- [Assigned task]:
Retype, word for word, every line from the one holding "Ok(<$t>::from_le_bytes(source_bytes.try_into()?))" through the one holding "The deserialized value" in the entries below, both included, and only those lines.

━━━━━ Listed records

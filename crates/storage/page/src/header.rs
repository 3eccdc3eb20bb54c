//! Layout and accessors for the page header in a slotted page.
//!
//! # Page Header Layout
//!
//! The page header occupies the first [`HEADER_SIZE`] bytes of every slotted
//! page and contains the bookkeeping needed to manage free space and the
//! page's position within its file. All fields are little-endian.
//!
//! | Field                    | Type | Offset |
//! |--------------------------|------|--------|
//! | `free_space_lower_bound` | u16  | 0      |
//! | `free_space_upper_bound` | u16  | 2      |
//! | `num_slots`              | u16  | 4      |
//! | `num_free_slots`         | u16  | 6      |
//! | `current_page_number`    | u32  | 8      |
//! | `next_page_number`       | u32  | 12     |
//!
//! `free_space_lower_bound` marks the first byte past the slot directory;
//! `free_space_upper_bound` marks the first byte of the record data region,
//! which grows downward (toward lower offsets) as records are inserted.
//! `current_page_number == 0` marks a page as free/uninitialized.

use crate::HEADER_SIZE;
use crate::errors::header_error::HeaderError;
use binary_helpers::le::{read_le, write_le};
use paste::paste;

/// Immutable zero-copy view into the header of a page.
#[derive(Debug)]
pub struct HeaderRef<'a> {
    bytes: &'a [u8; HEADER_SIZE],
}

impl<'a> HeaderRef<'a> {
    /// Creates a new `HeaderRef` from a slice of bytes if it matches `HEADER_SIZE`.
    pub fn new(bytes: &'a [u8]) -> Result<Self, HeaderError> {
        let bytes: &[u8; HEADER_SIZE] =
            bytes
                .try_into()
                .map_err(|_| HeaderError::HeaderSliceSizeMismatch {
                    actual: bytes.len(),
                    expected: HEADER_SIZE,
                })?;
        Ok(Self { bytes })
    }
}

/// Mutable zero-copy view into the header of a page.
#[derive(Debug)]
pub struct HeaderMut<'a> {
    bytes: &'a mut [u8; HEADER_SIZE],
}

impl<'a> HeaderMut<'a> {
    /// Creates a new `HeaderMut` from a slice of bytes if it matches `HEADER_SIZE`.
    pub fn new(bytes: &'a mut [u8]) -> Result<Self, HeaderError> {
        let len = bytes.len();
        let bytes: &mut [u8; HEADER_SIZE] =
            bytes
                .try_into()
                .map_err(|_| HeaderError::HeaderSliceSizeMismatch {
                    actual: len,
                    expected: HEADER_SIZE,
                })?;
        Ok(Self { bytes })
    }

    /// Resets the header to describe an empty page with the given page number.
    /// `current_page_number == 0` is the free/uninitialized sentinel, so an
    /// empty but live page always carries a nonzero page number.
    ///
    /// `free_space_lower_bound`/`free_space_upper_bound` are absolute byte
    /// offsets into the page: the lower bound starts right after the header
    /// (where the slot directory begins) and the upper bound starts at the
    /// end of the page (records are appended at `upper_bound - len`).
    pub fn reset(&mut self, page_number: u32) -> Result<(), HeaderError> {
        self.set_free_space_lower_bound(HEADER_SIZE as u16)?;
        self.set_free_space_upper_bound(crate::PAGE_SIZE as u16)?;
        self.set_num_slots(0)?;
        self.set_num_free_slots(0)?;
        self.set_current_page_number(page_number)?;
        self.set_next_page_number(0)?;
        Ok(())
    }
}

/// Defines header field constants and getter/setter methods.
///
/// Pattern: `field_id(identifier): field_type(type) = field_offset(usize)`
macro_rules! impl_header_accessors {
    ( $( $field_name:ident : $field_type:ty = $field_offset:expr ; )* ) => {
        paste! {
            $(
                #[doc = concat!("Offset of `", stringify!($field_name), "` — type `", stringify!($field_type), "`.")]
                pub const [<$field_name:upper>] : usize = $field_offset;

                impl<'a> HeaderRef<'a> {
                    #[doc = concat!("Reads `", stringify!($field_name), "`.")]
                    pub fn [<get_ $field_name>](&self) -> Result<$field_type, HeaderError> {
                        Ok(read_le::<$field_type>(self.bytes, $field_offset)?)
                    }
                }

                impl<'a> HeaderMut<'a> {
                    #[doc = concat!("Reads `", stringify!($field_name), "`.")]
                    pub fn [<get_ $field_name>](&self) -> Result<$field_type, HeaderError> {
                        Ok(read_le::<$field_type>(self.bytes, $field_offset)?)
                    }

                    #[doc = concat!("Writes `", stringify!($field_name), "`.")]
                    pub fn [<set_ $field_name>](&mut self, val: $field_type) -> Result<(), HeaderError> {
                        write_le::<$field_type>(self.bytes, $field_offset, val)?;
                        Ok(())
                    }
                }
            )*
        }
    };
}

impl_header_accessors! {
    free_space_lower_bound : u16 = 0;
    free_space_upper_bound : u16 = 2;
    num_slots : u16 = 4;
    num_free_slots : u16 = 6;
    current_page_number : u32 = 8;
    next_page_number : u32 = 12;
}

━━━━━━━━━━
━━━━━ Listed records

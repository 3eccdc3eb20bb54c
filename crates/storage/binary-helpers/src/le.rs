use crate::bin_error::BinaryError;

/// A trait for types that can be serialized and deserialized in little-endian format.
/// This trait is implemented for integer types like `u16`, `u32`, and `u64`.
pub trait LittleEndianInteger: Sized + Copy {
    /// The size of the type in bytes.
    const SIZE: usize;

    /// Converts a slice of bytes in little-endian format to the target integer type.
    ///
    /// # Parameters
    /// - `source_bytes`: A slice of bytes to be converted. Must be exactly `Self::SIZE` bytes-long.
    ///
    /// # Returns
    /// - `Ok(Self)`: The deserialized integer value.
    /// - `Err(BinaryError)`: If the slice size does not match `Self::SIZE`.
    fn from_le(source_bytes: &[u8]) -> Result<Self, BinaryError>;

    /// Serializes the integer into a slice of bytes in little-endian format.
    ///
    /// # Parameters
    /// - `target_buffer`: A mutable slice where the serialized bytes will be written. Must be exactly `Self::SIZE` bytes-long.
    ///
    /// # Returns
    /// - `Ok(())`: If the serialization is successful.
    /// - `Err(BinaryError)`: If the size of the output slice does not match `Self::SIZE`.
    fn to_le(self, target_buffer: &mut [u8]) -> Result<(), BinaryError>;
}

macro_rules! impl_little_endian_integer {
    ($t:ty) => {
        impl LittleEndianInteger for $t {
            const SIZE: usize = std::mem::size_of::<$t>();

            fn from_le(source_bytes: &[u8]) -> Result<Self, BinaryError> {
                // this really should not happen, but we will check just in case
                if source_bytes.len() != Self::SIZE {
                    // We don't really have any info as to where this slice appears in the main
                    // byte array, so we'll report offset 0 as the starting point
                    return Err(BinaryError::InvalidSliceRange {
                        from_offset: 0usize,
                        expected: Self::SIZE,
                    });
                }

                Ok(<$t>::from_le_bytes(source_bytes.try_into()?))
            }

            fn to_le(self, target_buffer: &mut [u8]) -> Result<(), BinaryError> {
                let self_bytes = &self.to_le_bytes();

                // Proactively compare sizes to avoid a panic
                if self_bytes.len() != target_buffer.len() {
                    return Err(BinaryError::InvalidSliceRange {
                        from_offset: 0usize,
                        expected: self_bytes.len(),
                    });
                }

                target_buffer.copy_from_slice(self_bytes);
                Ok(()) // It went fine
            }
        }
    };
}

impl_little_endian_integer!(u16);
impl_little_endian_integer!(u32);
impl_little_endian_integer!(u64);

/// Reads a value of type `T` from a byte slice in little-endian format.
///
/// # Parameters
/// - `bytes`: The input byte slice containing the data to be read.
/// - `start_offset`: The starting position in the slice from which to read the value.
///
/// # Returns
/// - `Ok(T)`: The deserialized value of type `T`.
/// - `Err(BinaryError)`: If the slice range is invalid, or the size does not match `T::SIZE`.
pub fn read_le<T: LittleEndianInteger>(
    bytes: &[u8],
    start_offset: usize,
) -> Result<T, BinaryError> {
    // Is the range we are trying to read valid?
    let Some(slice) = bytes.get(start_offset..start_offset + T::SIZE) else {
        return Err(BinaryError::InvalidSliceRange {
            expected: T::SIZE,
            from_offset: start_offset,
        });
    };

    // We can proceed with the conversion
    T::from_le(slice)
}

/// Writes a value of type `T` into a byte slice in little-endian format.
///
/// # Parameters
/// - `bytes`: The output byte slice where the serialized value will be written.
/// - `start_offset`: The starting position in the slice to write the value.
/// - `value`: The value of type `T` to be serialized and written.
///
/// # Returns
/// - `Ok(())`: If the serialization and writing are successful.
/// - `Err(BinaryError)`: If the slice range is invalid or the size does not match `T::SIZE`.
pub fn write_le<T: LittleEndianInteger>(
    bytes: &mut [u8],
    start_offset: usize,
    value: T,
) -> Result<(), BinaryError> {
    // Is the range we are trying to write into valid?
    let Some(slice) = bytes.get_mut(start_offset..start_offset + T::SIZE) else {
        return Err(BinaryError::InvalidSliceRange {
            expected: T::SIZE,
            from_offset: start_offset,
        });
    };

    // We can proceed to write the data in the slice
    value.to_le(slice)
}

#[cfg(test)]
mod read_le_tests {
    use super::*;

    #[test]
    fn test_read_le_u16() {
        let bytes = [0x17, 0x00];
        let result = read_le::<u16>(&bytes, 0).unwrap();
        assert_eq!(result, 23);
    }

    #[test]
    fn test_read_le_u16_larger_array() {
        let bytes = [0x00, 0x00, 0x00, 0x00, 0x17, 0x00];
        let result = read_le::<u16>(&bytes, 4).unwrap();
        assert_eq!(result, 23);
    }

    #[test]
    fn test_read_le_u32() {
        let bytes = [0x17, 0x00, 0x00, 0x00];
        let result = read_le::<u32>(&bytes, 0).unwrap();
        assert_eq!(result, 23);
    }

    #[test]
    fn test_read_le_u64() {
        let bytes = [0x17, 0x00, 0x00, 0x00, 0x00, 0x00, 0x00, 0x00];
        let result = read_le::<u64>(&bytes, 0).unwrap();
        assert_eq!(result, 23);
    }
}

━━━━━━━━━━
━━━━━ Listed records

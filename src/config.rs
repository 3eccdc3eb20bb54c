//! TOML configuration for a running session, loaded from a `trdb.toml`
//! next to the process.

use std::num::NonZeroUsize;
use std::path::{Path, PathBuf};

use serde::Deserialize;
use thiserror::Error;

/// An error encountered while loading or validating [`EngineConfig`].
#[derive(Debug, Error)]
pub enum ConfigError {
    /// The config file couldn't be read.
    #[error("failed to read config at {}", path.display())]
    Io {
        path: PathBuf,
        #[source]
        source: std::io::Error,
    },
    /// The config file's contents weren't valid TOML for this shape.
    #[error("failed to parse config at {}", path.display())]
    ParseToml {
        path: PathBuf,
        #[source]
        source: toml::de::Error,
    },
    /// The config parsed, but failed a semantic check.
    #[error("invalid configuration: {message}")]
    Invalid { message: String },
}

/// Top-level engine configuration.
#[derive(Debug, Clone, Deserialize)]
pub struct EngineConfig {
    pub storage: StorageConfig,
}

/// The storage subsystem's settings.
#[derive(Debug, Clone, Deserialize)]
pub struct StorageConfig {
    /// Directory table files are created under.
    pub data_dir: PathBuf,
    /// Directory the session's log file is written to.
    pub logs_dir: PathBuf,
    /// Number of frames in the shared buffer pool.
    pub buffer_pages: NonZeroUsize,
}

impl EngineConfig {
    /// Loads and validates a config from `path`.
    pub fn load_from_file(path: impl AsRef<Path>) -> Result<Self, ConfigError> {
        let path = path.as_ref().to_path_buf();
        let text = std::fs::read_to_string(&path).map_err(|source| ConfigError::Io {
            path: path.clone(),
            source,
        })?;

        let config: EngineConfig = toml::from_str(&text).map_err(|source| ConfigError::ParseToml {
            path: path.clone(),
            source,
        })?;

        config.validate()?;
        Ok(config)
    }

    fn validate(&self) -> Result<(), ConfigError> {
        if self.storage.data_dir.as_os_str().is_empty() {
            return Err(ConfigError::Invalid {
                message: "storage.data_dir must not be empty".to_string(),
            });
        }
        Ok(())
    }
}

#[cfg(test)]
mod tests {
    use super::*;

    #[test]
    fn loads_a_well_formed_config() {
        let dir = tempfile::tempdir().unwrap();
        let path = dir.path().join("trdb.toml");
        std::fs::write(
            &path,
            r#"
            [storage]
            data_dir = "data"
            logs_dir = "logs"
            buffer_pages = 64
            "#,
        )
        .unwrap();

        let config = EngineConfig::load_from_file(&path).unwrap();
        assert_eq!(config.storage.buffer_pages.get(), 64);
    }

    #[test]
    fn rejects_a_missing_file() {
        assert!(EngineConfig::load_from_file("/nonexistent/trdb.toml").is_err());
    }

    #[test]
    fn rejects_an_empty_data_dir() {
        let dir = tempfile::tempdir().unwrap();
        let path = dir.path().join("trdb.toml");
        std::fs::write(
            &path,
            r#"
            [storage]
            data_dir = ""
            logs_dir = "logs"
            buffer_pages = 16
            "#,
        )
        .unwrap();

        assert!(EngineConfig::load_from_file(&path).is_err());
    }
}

━━━━━━━━━━

- [Answer for the task]:
                Ok(<$t>::from_le_bytes(source_bytes.try_into()?))
            }

            fn to_le(self, target_buffer: &mut [u8]) -> Result<(), BinaryError> {
                let self_bytes = &self.to_le_bytes();

                // Proactively compare sizes to avoid a panic
                if self_bytes.len() != target_buffer.len() {
                    return Err(BinaryError::InvalidSliceRange {
                        from_offset: 0usize,
                        expected: self_bytes.len(),
                    });
                }

                target_buffer.copy_from_slice(self_bytes);
                Ok(()) // It went fine
            }
        }
    };
}

impl_little_endian_integer!(u16);
impl_little_endian_integer!(u32);
impl_little_endian_integer!(u64);

/// Reads a value of type `T` from a byte slice in little-endian format.
///
/// # Parameters
/// - `bytes`: The input byte slice containing the data to be read.
/// - `start_offset`: The starting position in the slice from which to read the value.
///
/// # Returns
/// - `Ok(T)`: The deserialized value of type `T`.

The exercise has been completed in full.